Devant le pactole que leur procure la flambée des cours du brut, les cheikhs gardent la tête froide. S'ils investissent massivement à l'étranger, ils utilisent surtout leurs pétrodollars pour moderniser leurs royaumes.
------------------------------------------------------------------------
La flambée de l'or noir a transformé les monarchies nichées le long du golfe Arabo-Persique en multimilliardaires. Les cheikhs du Koweït, de Bahrein, du Qatar, d'Abu Dhabi et de Dubaï inondés de liquidités, en profitent pour transformer leurs États désertiques en édens. En coulisses, l'argent du pétrole leur permet de détenir les plus gros portefeuilles de la planète et d'entrer au capital de leurs marques préférées comme Ferrari et Mercedes Benz.

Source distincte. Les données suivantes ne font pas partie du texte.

//! Command implementations for the motorctl CLI

pub mod config;
pub mod run;
pub mod validate;

use std::path::PathBuf;

use clap::{Args, ValueEnum};
use motorctl_sim::TraceFormat;

#[derive(Args, Debug, Default)]
pub struct RunArgs {
    /// Simulation configuration file (YAML or JSON); built-in defaults when omitted
    #[arg(short, long, value_name = "FILE", env = "MOTORCTL_CONFIG")]
    pub config: Option<PathBuf>,

    /// Write the recorded trace to this file
    #[arg(short, long, value_name = "FILE")]
    pub output: Option<PathBuf>,

    /// Trace file format; guessed from the output extension when omitted
    #[arg(long, value_enum, requires = "output")]
    pub format: Option<FormatArg>,

    /// Measurement noise seed, overriding the configuration
    #[arg(long)]
    pub seed: Option<u64>,

    /// Run the regulator without output limitation
    #[arg(long)]
    pub no_limit: bool,
}

#[derive(Clone, Copy, Debug, PartialEq, Eq, ValueEnum)]
pub enum FormatArg {
    Csv,
    Json,
}

impl From<FormatArg> for TraceFormat {
    fn from(format: FormatArg) -> Self {
        match format {
            FormatArg::Csv => TraceFormat::Csv,
            FormatArg::Json => TraceFormat::Json,
        }
    }
}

LE CHAUFFEUR propose de patienter en regardant un DVD sur l'un des trois écrans plats installés dans son taxi. «Cela fera passer le temps», lâche-t-il dans un anglais mâtiné d'accent hindou. En cette matinée de printemps, l'autoroute de cheikh Zayed Road qui traverse la forêt de gratte-ciel de Dubaï est comme d'habitude embouteillée. Impossible d'avancer à cause des camions, des bétonnières et des bulldozers qui sillonnent de jour comme de nuit cette ville qui n'est plus qu'un immense chantier.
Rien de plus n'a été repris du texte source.